Trying to find words for this, and to finally put everything in writing is probably one of the hardest things I have ever tried to do...so bear with me.
The weekend of Cole's birthday my mom came up to Clemson to spend the weekend with me while Cole was away on the Offroad SC Annual Ride. Mom and I spent all day Saturday shopping for birthday presents for Cole and getting some wedding stuff checked off our list. Sunday mom and I took Dusk and Cali for a walk at the lake, and as we were getting back to the house my mom got a phone call, after she was on the phone for what felt like 15 minutes (when in reality it was only like 30 seconds), I realized it was a call concerning my brother, Glenn...my first thoughts were that he got in an accident, or hurt, or something and was at the hospital getting the medical attention he needed.
I wish that was all that was wrong, and that Glenn was fine.
However the phone call was worse than I could have ever imagined, it was to inform my mom that my brother, who was only 26, passed away in his sleep at a friends house. Obviously neither my mom or I were expecting to be told that, and in all honesty my mom and I just cried together. My first instinct before I could even let it sink in was to be there for my mom. Cole finally got home, once I told him what was going on we quickly packed up, and drove my mom home to Columbia so that she could tell me dad. The rest of the week was a blur....
I drove my parents 9 hours to Pittsburgh Monday, we spent the week with family handling all the planning and organizing to say our final goodbyes to my big brother...
Even after being there and going through everything that week my brain still cant seem to wrap my brain around the fact that he really is gone.

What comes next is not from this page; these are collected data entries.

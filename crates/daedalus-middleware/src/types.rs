//! HTTP types used at the pipeline boundary.

use bytes::Bytes;
use daedalus_core::{PipelineError, REQUEST_ID_HEADER};
use http::header::{HeaderValue, CONTENT_TYPE};
use http::StatusCode;
use http_body_util::Full;

pub use daedalus_core::{Request, Response};

/// Extension trait for building error responses.
pub trait ResponseExt {
    /// Renders a pipeline error as an envelope response.
    ///
    /// With `expose_details` unset only the canonical reason phrase is sent.
    /// `404`s from path parameters never carry detail.
    fn from_pipeline_error(
        error: &PipelineError,
        request_id: Option<&str>,
        expose_details: bool,
    ) -> Response;
}

impl ResponseExt for Response {
    fn from_pipeline_error(
        error: &PipelineError,
        request_id: Option<&str>,
        expose_details: bool,
    ) -> Response {
        let envelope = error.to_envelope(request_id, expose_details);
        let body = serde_json::to_string(&envelope).unwrap_or_else(|_| {
            serde_json::json!({"error": {"code": envelope.error.code}}).to_string()
        });
        json_response(error.status_code(), body, request_id)
    }
}

fn json_response(status: StatusCode, body: String, request_id: Option<&str>) -> Response {
    let mut response = http::Response::new(Full::new(Bytes::from(body)));
    *response.status_mut() = status;
    response
        .headers_mut()
        .insert(CONTENT_TYPE, HeaderValue::from_static("application/json"));
    if let Some(value) = request_id.and_then(|id| HeaderValue::from_str(id).ok()) {
        response.headers_mut().insert(REQUEST_ID_HEADER, value);
    }
    response
}

#[cfg(test)]
mod tests {
    use super::*;
    use http_body_util::BodyExt;

    async fn body_json(response: Response) -> serde_json::Value {
        let bytes = response.into_body().collect().await.unwrap().to_bytes();
        serde_json::from_slice(&bytes).unwrap()
    }

    #[tokio::test]
    async fn test_pipeline_error_with_details() {
        let error = PipelineError::bad_request("Query parameter \"id\" is required.");
        let response = Response::from_pipeline_error(&error, Some("req-1"), true);
        assert_eq!(response.status(), StatusCode::BAD_REQUEST);
        assert_eq!(
            response.headers().get(CONTENT_TYPE).unwrap(),
            "application/json"
        );
        assert_eq!(response.headers().get(REQUEST_ID_HEADER).unwrap(), "req-1");

        let body = body_json(response).await;
        assert_eq!(body["error"]["code"], "BAD_REQUEST");
        assert_eq!(body["error"]["message"], "Query parameter \"id\" is required.");
        assert_eq!(body["request_id"], "req-1");
    }

    #[tokio::test]
    async fn test_pipeline_error_without_details() {
        let error = PipelineError::bad_request("Query parameter \"id\" is required.");
        let body = body_json(Response::from_pipeline_error(&error, None, false)).await;
        assert_eq!(body["error"]["message"], "Bad Request");
    }

    #[tokio::test]
    async fn test_not_found_never_has_detail() {
        let body = body_json(Response::from_pipeline_error(
            &PipelineError::not_found(),
            None,
            true,
        ))
        .await;
        assert_eq!(body["error"]["message"], "Not Found");
        assert_eq!(body["error"]["category"], "not_found");
    }
}
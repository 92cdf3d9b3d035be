//! Test error types.

use thiserror::Error;

/// Errors raised while building requests or reading responses.
#[derive(Debug, Error)]
pub enum TestError {
    /// The request could not be assembled.
    #[error("Request build error: {0}")]
    RequestBuild(String),

    /// The response body could not be read.
    #[error("Body read error: {0}")]
    BodyRead(String),

    /// JSON serialization or deserialization failed.
    #[error("JSON error: {0}")]
    Json(#[from] serde_json::Error),

    /// A header name or value is invalid.
    #[error("Invalid header: {0}")]
    InvalidHeader(String),
}
/// Errors raised while assembling an operation pipeline.
///
/// These are configuration errors: they abort startup rather than being
/// answered per request.
#[derive(Error, Debug)]
pub enum BuildError {
    /// A parameter schema `$ref` does not resolve inside the document.
    #[error(
        "Could not resolve parameter schema reference for parameter {parameter} in operation {operation}."
    )]
    UnresolvedParameterSchema {
        /// Operation display name.
        operation: String,
        /// Parameter name.
        parameter: String,
    },

    /// A request body schema `$ref` does not resolve inside the document.
    #[error(
        "Could not resolve requestBody schema reference for content type {content_type} in operation {operation}."
    )]
    UnresolvedBodySchema {
        /// Operation display name.
        operation: String,
        /// Declared media type.
        content_type: String,
    },

    /// The schema compiler rejected a parameter schema.
    #[error("Failed to compile schema for parameter {location} {parameter}: {source}")]
    ParameterSchema {
        /// Operation display name.
        operation: String,
        /// Parameter location (`path`, `query`, ...).
        location: String,
        /// Parameter name.
        parameter: String,
        /// Compiler failure.
        #[source]
        source: BoxError,
    },

    /// The schema compiler rejected a request body schema.
    #[error("Failed to compile schema for body {content_type}: {source}")]
    BodySchema {
        /// Operation display name.
        operation: String,
        /// Declared media type.
        content_type: String,
        /// Compiler failure.
        #[source]
        source: BoxError,
    },

    /// A security requirement names a scheme nobody registered a handler for.
    #[error("Operation {operation} requires security scheme {scheme}, but no handler is registered for it.")]
    UnknownSecurityScheme {
        /// Operation display name.
        operation: String,
        /// Scheme name.
        scheme: String,
    },

    /// A handler argument binding points at something the operation does not declare.
    #[error("Operation {operation} has an invalid argument binding: {message}")]
    InvalidBinding {
        /// Operation display name.
        operation: String,
        /// What is wrong with the binding.
        message: String,
    },

    /// Two registered operations share a display name.
    #[error("Operation {operation} is registered more than once.")]
    DuplicateOperation {
        /// Operation display name.
        operation: String,
    },

    /// The OpenAPI operation object could not be read.
    #[error("Operation {operation} could not be read from the document: {source}")]
    InvalidOperation {
        /// Operation display name.
        operation: String,
        /// Deserialization failure.
        #[source]
        source: serde_json::Error,
    },
}

impl BuildError {
    /// Display name of the operation the error belongs to.
    #[must_use]
    pub fn operation(&self) -> &str {
        match self {
            Self::UnresolvedParameterSchema { operation, .. }
            | Self::UnresolvedBodySchema { operation, .. }
            | Self::ParameterSchema { operation, .. }
            | Self::BodySchema { operation, .. }
            | Self::UnknownSecurityScheme { operation, .. }
            | Self::InvalidBinding { operation, .. }
            | Self::DuplicateOperation { operation }
            | Self::InvalidOperation { operation, .. } => operation,
        }
    }
}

I catch myself thinking in two mindsets...most of the time I'm angry that he's really gone already, and that I won't be able to make any more memories with him. I'm sad for so many reasons, to many to list...but here are a few that I keep catching myself thinking:
-I won't hear his laugh again
-I won't be called noob or snakey ever again...at least by the person who gave those names to me
-I won't get a chance to crack a joke with him, that gets the goofy grin out of him
-I won't get phone calls asking me my opinion on what life path he should take
-We won't be able to drink nice cold yeunglings together
-He won't be here to plan Cole's bachelor party that he was so excited for...
-He won't be in our wedding party, or get to celebrate the day with us
-He won't get to continue to be the awesome Uncle Glenn that he was to my sister's girls
-He won't get to meet my sisters little boy, his first nephew, that will be here in July
-He won't ever get to be an uncle to Cole and my future children
-He won't be here to encourage me, protect me, and keep me grounded.
The times that I am not angry that he passed so suddenly, and at such a young age, I am grateful for the relationship my brother and I had.
-I'm grateful that he called me earlier that week, and that we had a genuine real, honest, deep conversation...they didn't happen often with him.
-I'm grateful that our relationship improved over the years, my brother was the typical "mean" older brother when I was younger, that I "hated"...I am glad we grew out of that phase
-My big brother was protective of me, he literally step in if he felt I was being treated poorly by anyone. In his mind only he could be mean to me, that was his job...no one else could.
-I am so happy that my brother was approving and supportive of my relationship with Cole.
-I am happy I had the chance to witness the sweet, soft, insecure, and loving side of my brother...there was a side of him he was reluctant to let people see because he was concerned it would make him less of a man, or weak.
-I am happy I got to watch him rock our nieces to sleep, or calm them down while we were out on family vacations, he truly lit up with love for them when he was around them.
It has been exactly a month since he has passed and I don't think it has gotten any easier, I still miss him, I am still angry, and I am still very easily annoyed by little things in life that used to not bother me.